"Le Grand Chef" Whets Appetites at AFM

Released locally November 1st, Show East's cooking drama "Le Grand Chef" is drawing strong interest from buyers at the 2007 American Film Market, currently running Oct 31 – Nov 7 in LA. The film has been sold to Festive Films for Singapore and Taiwan, to Sundream for Hong Kong, to A.O.E. for Malaysia and to M Pictures for Thailand. Talks to take the film to China are also being negotiated.

Directed by Jeon Yoon-soo, known previously for melodramas such as "My Girl and I" (2005) and "Kiss Me Much" (2001), "Le Grand Chef" moves out of the bedroom and into the kitchen. The film is anticipated locally for its parallels with pan-Asian hit Korean TV drama "Dae Jang Geum", which had a palace cook as its chief character.
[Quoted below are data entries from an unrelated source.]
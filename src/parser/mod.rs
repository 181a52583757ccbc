//! Content parsing module.
//!
//! Stages run in order: fence stripping, segmentation, section assembly.
//! JSON fact sheets skip segmentation and are adapted straight into sections.

mod content_parser;
mod fact_sheet;
pub mod fence;
pub mod inline;
mod options;
pub mod segment;
mod section;
mod table;

pub use content_parser::ContentParser;
pub use fact_sheet::{
    adapt_fact_sheet, CONCEPT_HEADING, EXAM_POINTERS_HEADING, HIGH_YIELD_HEADING,
};
pub use fence::strip;
pub use inline::{lex, lex_multiline, strip_markup};
pub use options::ParseOptions;
pub use section::assemble;
pub use segment::{classify, segment, LineKind, ListMarker, RawBlock, RawBlockKind};
pub use table::{is_separator_row, is_table_row, parse_table, split_cells};
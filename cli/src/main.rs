//! lessonmark CLI - study content parsing and adaptive layout tool

use std::fs;
use std::io::{self, Read};
use std::path::{Path, PathBuf};

use clap::{Parser, Subcommand, ValueEnum};
use colored::Colorize;
use indicatif::{ProgressBar, ProgressStyle};

use lessonmark::render::{self, DocumentStats};
use lessonmark::{
    ContentParser, Document, InputFormat, JsonFormat, ParseOptions, RenderOptions, TableLayout,
    Viewport,
};

#[derive(Parser)]
#[command(name = "lessonmark")]
#[command(author = "iyulab")]
#[command(version)]
#[command(about = "Parse study content and lay it out for compact or wide screens", long_about = None)]
struct Cli {
    /// Input format (detected from the content by default)
    #[arg(long, value_enum, global = true, default_value = "auto")]
    format: FormatArg,

    #[command(subcommand)]
    command: Option<Commands>,
}

#[derive(Subcommand)]
enum Commands {
    /// Lay out content and print the render tree as JSON
    Render {
        /// Input file (`-` for stdin)
        #[arg(value_name = "FILE")]
        input: PathBuf,

        /// Output file (stdout if not specified)
        #[arg(short, long, value_name = "FILE")]
        output: Option<PathBuf>,

        /// Viewport class
        #[arg(long, value_enum, env = "LESSONMARK_VIEWPORT", ignore_case = true, default_value = "wide")]
        viewport: ViewportArg,

        /// Table layout (follows the viewport by default)
        #[arg(long, value_enum, default_value = "auto")]
        tables: TableArg,

        /// Keep zero-length emphasis runs
        #[arg(long)]
        keep_empty_runs: bool,

        /// Output compact JSON
        #[arg(long)]
        compact: bool,
    },

    /// Print the parsed document model as JSON
    #[command(alias = "json")]
    Document {
        /// Input file (`-` for stdin)
        #[arg(value_name = "FILE")]
        input: PathBuf,

        /// Output file (stdout if not specified)
        #[arg(short, long, value_name = "FILE")]
        output: Option<PathBuf>,

        /// Output compact JSON
        #[arg(long)]
        compact: bool,
    },

    /// Convert content to normalised Markdown
    #[command(alias = "md")]
    Markdown {
        /// Input file (`-` for stdin)
        #[arg(value_name = "FILE")]
        input: PathBuf,

        /// Output file (stdout if not specified)
        #[arg(short, long, value_name = "FILE")]
        output: Option<PathBuf>,
    },

    /// Convert content to plain text
    Text {
        /// Input file (`-` for stdin)
        #[arg(value_name = "FILE")]
        input: PathBuf,

        /// Output file (stdout if not specified)
        #[arg(short, long, value_name = "FILE")]
        output: Option<PathBuf>,
    },

    /// Show document statistics
    Info {
        /// Input file (`-` for stdin)
        #[arg(value_name = "FILE")]
        input: PathBuf,

        /// Print statistics as JSON
        #[arg(long)]
        json: bool,
    },

    /// Convert files to every output format
    Convert {
        /// Input files
        #[arg(value_name = "FILE", required = true)]
        inputs: Vec<PathBuf>,

        /// Output directory
        #[arg(short, long, value_name = "DIR")]
        output: Option<PathBuf>,

        /// Viewport class for the render tree
        #[arg(long, value_enum, env = "LESSONMARK_VIEWPORT", ignore_case = true, default_value = "wide")]
        viewport: ViewportArg,
    },

    /// Show version information
    Version,
}

#[derive(Copy, Clone, PartialEq, Eq, ValueEnum)]
enum FormatArg {
    /// Detect from the content
    Auto,
    /// Hybrid Markdown
    Markdown,
    /// JSON fact sheet
    Json,
}

impl FormatArg {
    fn input_format(self) -> Option<InputFormat> {
        match self {
            FormatArg::Auto => None,
            FormatArg::Markdown => Some(InputFormat::Markdown),
            FormatArg::Json => Some(InputFormat::FactSheet),
        }
    }
}

#[derive(Copy, Clone, PartialEq, Eq, ValueEnum)]
enum ViewportArg {
    /// Narrow screens: tables as fact cards
    Compact,
    /// Wide screens: tables as grids
    Wide,
}

impl From<ViewportArg> for Viewport {
    fn from(viewport: ViewportArg) -> Self {
        match viewport {
            ViewportArg::Compact => Viewport::Compact,
            ViewportArg::Wide => Viewport::Wide,
        }
    }
}

#[derive(Copy, Clone, PartialEq, Eq, ValueEnum)]
enum TableArg {
    /// Follow the viewport
    Auto,
    /// Always fact cards
    Cards,
    /// Always a grid
    Grid,
}

impl From<TableArg> for TableLayout {
    fn from(layout: TableArg) -> Self {
        match layout {
            TableArg::Auto => TableLayout::Auto,
            TableArg::Cards => TableLayout::Cards,
            TableArg::Grid => TableLayout::Grid,
        }
    }
}

fn main() {
    env_logger::init();

    let cli = Cli::parse();
    let parser = parser_for(cli.format);

    let result = match cli.command {
        Some(Commands::Render {
            input,
            output,
            viewport,
            tables,
            keep_empty_runs,
            compact,
        }) => {
            let options = RenderOptions::new()
                .with_viewport(viewport.into())
                .with_table_layout(tables.into())
                .with_empty_runs(keep_empty_runs);
            cmd_render(&parser, &input, output.as_deref(), &options, compact)
        }
        Some(Commands::Document {
            input,
            output,
            compact,
        }) => cmd_document(&parser, &input, output.as_deref(), compact),
        Some(Commands::Markdown { input, output }) => {
            cmd_markdown(&parser, &input, output.as_deref())
        }
        Some(Commands::Text { input, output }) => cmd_text(&parser, &input, output.as_deref()),
        Some(Commands::Info { input, json }) => cmd_info(&parser, &input, json),
        Some(Commands::Convert {
            inputs,
            output,
            viewport,
        }) => cmd_convert(&parser, &inputs, output.as_deref(), viewport.into()),
        Some(Commands::Version) => {
            cmd_version();
            Ok(())
        }
        None => {
            println!("{}", "Usage: lessonmark <COMMAND> <FILE>".yellow());
            println!("       lessonmark --help for more information");
            Ok(())
        }
    };

    if let Err(e) = result {
        eprintln!("{}: {}", "Error".red().bold(), e);
        std::process::exit(1);
    }
}

fn parser_for(format: FormatArg) -> ContentParser {
    let options = match format.input_format() {
        Some(format) => ParseOptions::new().with_format(format),
        None => ParseOptions::new(),
    };
    ContentParser::with_options(options)
}

/// Read a file, or standard input for `-`.
fn read_input(input: &Path) -> io::Result<String> {
    if input == Path::new("-") {
        let mut content = String::new();
        io::stdin().read_to_string(&mut content)?;
        Ok(content)
    } else {
        fs::read_to_string(input)
    }
}

fn load(parser: &ContentParser, input: &Path) -> Result<Document, Box<dyn std::error::Error>> {
    let content = read_input(input)?;
    log::debug!("Read {} byte(s) from {}", content.len(), input.display());
    Ok(parser.parse(&content)?)
}

fn write_output(output: Option<&Path>, content: &str) -> Result<(), Box<dyn std::error::Error>> {
    if let Some(path) = output {
        fs::write(path, content)?;
        println!("{} {}", "Saved to".green(), path.display());
    } else {
        println!("{}", content);
    }
    Ok(())
}

fn json_format(compact: bool) -> JsonFormat {
    if compact {
        JsonFormat::Compact
    } else {
        JsonFormat::Pretty
    }
}

fn cmd_render(
    parser: &ContentParser,
    input: &Path,
    output: Option<&Path>,
    options: &RenderOptions,
    compact: bool,
) -> Result<(), Box<dyn std::error::Error>> {
    let doc = load(parser, input)?;
    let tree = render::render(&doc, options);
    let json = render::to_json(&tree, json_format(compact))?;
    write_output(output, &json)
}

fn cmd_document(
    parser: &ContentParser,
    input: &Path,
    output: Option<&Path>,
    compact: bool,
) -> Result<(), Box<dyn std::error::Error>> {
    let doc = load(parser, input)?;
    let json = render::to_json(&doc, json_format(compact))?;
    write_output(output, &json)
}

fn cmd_markdown(
    parser: &ContentParser,
    input: &Path,
    output: Option<&Path>,
) -> Result<(), Box<dyn std::error::Error>> {
    let doc = load(parser, input)?;
    write_output(output, render::to_markdown(&doc).trim_end())
}

fn cmd_text(
    parser: &ContentParser,
    input: &Path,
    output: Option<&Path>,
) -> Result<(), Box<dyn std::error::Error>> {
    let doc = load(parser, input)?;
    write_output(output, &render::to_text(&doc))
}

fn cmd_info(
    parser: &ContentParser,
    input: &Path,
    json: bool,
) -> Result<(), Box<dyn std::error::Error>> {
    let content = read_input(input)?;
    let detected = lessonmark::detect_format(&content);
    let doc = parser.parse(&content)?;
    let stats = DocumentStats::collect(&doc);

    if json {
        println!("{}", render::to_json(&stats, JsonFormat::Pretty)?);
        return Ok(());
    }

    println!("{}", "Document Information".cyan().bold());
    println!("{}", "─".repeat(40).dimmed());

    println!("{}: {}", "File".bold(), input.display());
    let format = parser.options().format.unwrap_or(detected);
    println!("{}: {}", "Format".bold(), format);

    println!();
    println!("{}", "Content Statistics".cyan().bold());
    println!("{}", "─".repeat(40).dimmed());

    println!("{}: {}", "Sections".bold(), stats.section_count);
    println!("{}: {}", "Headings".bold(), stats.heading_count);
    println!("{}: {}", "Text blocks".bold(), stats.text_block_count);
    println!("{}: {}", "Tables".bold(), stats.table_count);
    println!("{}: {}", "Table rows".bold(), stats.table_row_count);
    println!("{}: {}", "Words".bold(), stats.word_count);

    if doc.headings().next().is_some() {
        println!();
        println!("{}", "Outline".cyan().bold());
        println!("{}", "─".repeat(40).dimmed());
        for section in &doc.sections {
            if let (Some(heading), Some(level)) = (&section.heading, section.level) {
                let indent = "  ".repeat(level.saturating_sub(1) as usize);
                println!("{}{} {}", indent, "•".dimmed(), heading);
            }
        }
    }

    Ok(())
}

fn cmd_convert(
    parser: &ContentParser,
    inputs: &[PathBuf],
    output: Option<&Path>,
    viewport: Viewport,
) -> Result<(), Box<dyn std::error::Error>> {
    let output_dir = output
        .map(|p| p.to_path_buf())
        .unwrap_or_else(|| PathBuf::from("lessonmark_output"));
    fs::create_dir_all(&output_dir)?;

    let pb = ProgressBar::new(inputs.len() as u64 * 2);
    pb.set_style(
        ProgressStyle::default_bar()
            .template("{spinner:.green} [{bar:40.cyan/blue}] {pos}/{len} {msg}")?
            .progress_chars("#>-"),
    );

    pb.set_message("Reading files...");
    let contents = inputs
        .iter()
        .map(|path| read_input(path))
        .collect::<io::Result<Vec<String>>>()?;

    pb.set_message("Parsing...");
    let documents = parser.parse_batch(&contents);
    pb.inc(inputs.len() as u64);

    let render_options = RenderOptions::new().with_viewport(viewport);
    let mut written = Vec::new();
    let mut failures = 0;

    for (path, result) in inputs.iter().zip(documents) {
        let stem = path
            .file_stem()
            .map(|s| s.to_string_lossy().into_owned())
            .unwrap_or_else(|| "stdin".to_string());
        pb.set_message(format!("Writing {}...", stem));

        match result {
            Ok(doc) => {
                let tree = render::render(&doc, &render_options);
                fs::write(output_dir.join(format!("{}.md", stem)), render::to_markdown(&doc))?;
                fs::write(output_dir.join(format!("{}.txt", stem)), render::to_text(&doc))?;
                fs::write(
                    output_dir.join(format!("{}.json", stem)),
                    render::to_json(&doc, JsonFormat::Pretty)?,
                )?;
                fs::write(
                    output_dir.join(format!("{}.render.json", stem)),
                    render::to_json(&tree, JsonFormat::Pretty)?,
                )?;
                written.push(stem);
            }
            Err(e) => {
                failures += 1;
                pb.println(format!("{} {}: {}", "Skipped".yellow(), path.display(), e));
            }
        }
        pb.inc(1);
    }

    pb.finish_with_message("Done!");

    println!("\n{} {}", "Output files in".green().bold(), output_dir.display());
    for (i, stem) in written.iter().enumerate() {
        let branch = if i + 1 == written.len() { "└─" } else { "├─" };
        println!(
            "  {} {stem}.md, {stem}.txt, {stem}.json, {stem}.render.json",
            branch.dimmed()
        );
    }

    if failures > 0 {
        return Err(format!("{} of {} input(s) failed", failures, inputs.len()).into());
    }
    Ok(())
}

fn cmd_version() {
    println!("{} {}", "lessonmark".cyan().bold(), env!("CARGO_PKG_VERSION"));
    println!("Adaptive study content renderer");
    println!();
    println!("License: MIT");
}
The film is based on a best-selling graphic novel by Huh Young-man, which also raises expectations for locals after the successful adaptation of another of Huh's novel's resulted in the 2006 hit "Tazza: The High Rollers". The new film tells the story of a pair of young chefs who enter a tense cooking rivalry to win a long-lost knife used centuries before by the 'Grand Royal Chef' a title given to the top male chef in the country who cooked for royal banquets. During the Japanese occupation, the last Grand Royal Chef used the knife to cut off his arms in refusal to cook for the Japanese.

Show East is billing the film as Korea's first feature to deal intimately with culinary creation. Park Chul-soo's "301, 302" touched on the subject of cooking, but "Le Grand Chef" is the first to focus entirely on the world of gourmet cuisine. The film stars Kim Kang-woo and Im Won-hee as the competing chefs, and TV actress Lee Ha-na as a network producer assigned to capture the competition.